During the festival I also declared my love Cocolo Chocolate. After trying all 5 sample flavours, I consider this a well informed decision. Not only is all of Cocolo’s chocolate range Fairtrade Certified, but it tastes amazing, and covers the flavour ranges I needed for a few family members who are notoriously tough to buy for. I invested in a block of dark mint crisp, dark orange chocolate and white with almond crunch, but there are also: dark almond chocolate, dark bitter sweet, milk, milk hazelnut and dark 70%.  (I’m told two of these flavours are gluten free, which is a bonus for any friends with gluten intolerance.)

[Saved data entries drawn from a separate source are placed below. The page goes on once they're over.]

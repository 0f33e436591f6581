//! Row-level plumbing for [`OrderedCollection`]: locking a parent, loading
//! its children in order, and writing changed positions back.
//!
//! Every function here runs on a connection that is already inside a
//! transaction.

use sqlx::PgConnection;
use tracing::debug;

use crate::ordering::{ItemId, OrderedCollection};

/// A table whose rows are densely ordered under a parent
#[derive(Debug, Clone, Copy, PartialEq, Eq)]
pub(crate) enum OrderedTable {
    /// `columns`, ordered per `board_id`
    Columns,

    /// `tasks`, ordered per `column_id`
    Tasks,
}

impl OrderedTable {
    fn table(self) -> &'static str {
        match self {
            OrderedTable::Columns => "columns",
            OrderedTable::Tasks => "tasks",
        }
    }

    fn parent_table(self) -> &'static str {
        match self {
            OrderedTable::Columns => "boards",
            OrderedTable::Tasks => "columns",
        }
    }

    fn parent_key(self) -> &'static str {
        match self {
            OrderedTable::Columns => "board_id",
            OrderedTable::Tasks => "column_id",
        }
    }
}

/// Locks the parent row so ordering changes on one parent are serialized
///
/// Returns `false` when the parent no longer exists.
pub(crate) async fn lock_parent(
    conn: &mut PgConnection,
    table: OrderedTable,
    parent_id: i64,
) -> Result<bool, sqlx::Error> {
    let sql = format!("SELECT id FROM {} WHERE id = $1 FOR UPDATE", table.parent_table());

    let row: Option<i64> = sqlx::query_scalar(&sql)
        .bind(parent_id)
        .fetch_optional(conn)
        .await?;

    Ok(row.is_some())
}

/// Takes a shared lock on a board row
///
/// Task mutations hold it before locking any column. Column mutations lock
/// the board exclusively through [`lock_parent`], so the two kinds never
/// interleave on one board. Returns `false` when the board no longer exists.
pub(crate) async fn share_board(conn: &mut PgConnection, board_id: i64) -> Result<bool, sqlx::Error> {
    let row: Option<i64> = sqlx::query_scalar("SELECT id FROM boards WHERE id = $1 FOR SHARE")
        .bind(board_id)
        .fetch_optional(conn)
        .await?;

    Ok(row.is_some())
}

/// Loads the ids of a parent's children sorted by position
pub(crate) async fn load_siblings(
    conn: &mut PgConnection,
    table: OrderedTable,
    parent_id: i64,
) -> Result<OrderedCollection, sqlx::Error> {
    let sql = format!(
        "SELECT id FROM {} WHERE {} = $1 ORDER BY position ASC, id ASC",
        table.table(),
        table.parent_key(),
    );

    let ids: Vec<ItemId> = sqlx::query_scalar(&sql)
        .bind(parent_id)
        .fetch_all(conn)
        .await?;

    Ok(OrderedCollection::from_ids(ids))
}

/// Writes new positions for the given rows
pub(crate) async fn write_positions(
    conn: &mut PgConnection,
    table: OrderedTable,
    changes: &[(ItemId, i32)],
) -> Result<(), sqlx::Error> {
    if changes.is_empty() {
        return Ok(());
    }

    let sql = format!("UPDATE {} SET position = $2 WHERE id = $1", table.table());

    for (id, position) in changes {
        sqlx::query(&sql)
            .bind(id)
            .bind(position)
            .execute(&mut *conn)
            .await?;
    }

    debug!(table = table.table(), rows = changes.len(), "Positions rewritten");
    Ok(())
}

But there are also a number of other Fairtrade Certified chocolate blocks available:

  • At supermarkets:  ALDI’s Just Organics, Alter Eco, Cadbury’s Dairy Milk, Green  Black’s Maya range, Lindsay & Edmunds handmade chocolates and Scarborough Fair.
  • Chocolatier have a Fairtrade Certified gift box chocolate, which you can buy at their North Ivanhoe store, or at Priceline, an Oxfam Shop or select Myer stores.
  • The Oxfam Shop are also a fantastic source of Fairtrade chocolate options, including the Oxfam Shop range. 

Tea & Coffee

Universal Village’s Rhino Coffee recently won 2nd place in the Espresso Class at the National Golden Bean Coffee Awards. It won’t appear in stores in February, but can be bought online in time for Christmas. They also distribute tea – selling Qi branded green and white teas.

Other

If you’re not sure about the kind of present you’re after, but just know you want to source it ethically, The Oxfam Shop is a fantastic resource. They have a huge range of gifts available, including a special Christmas range (which you can view online here). Their general range includes home decor items, kitchen accessories, bags, scarves, jewellery, toys, CDs, books and even wine sourced from small and medium Australian wineries.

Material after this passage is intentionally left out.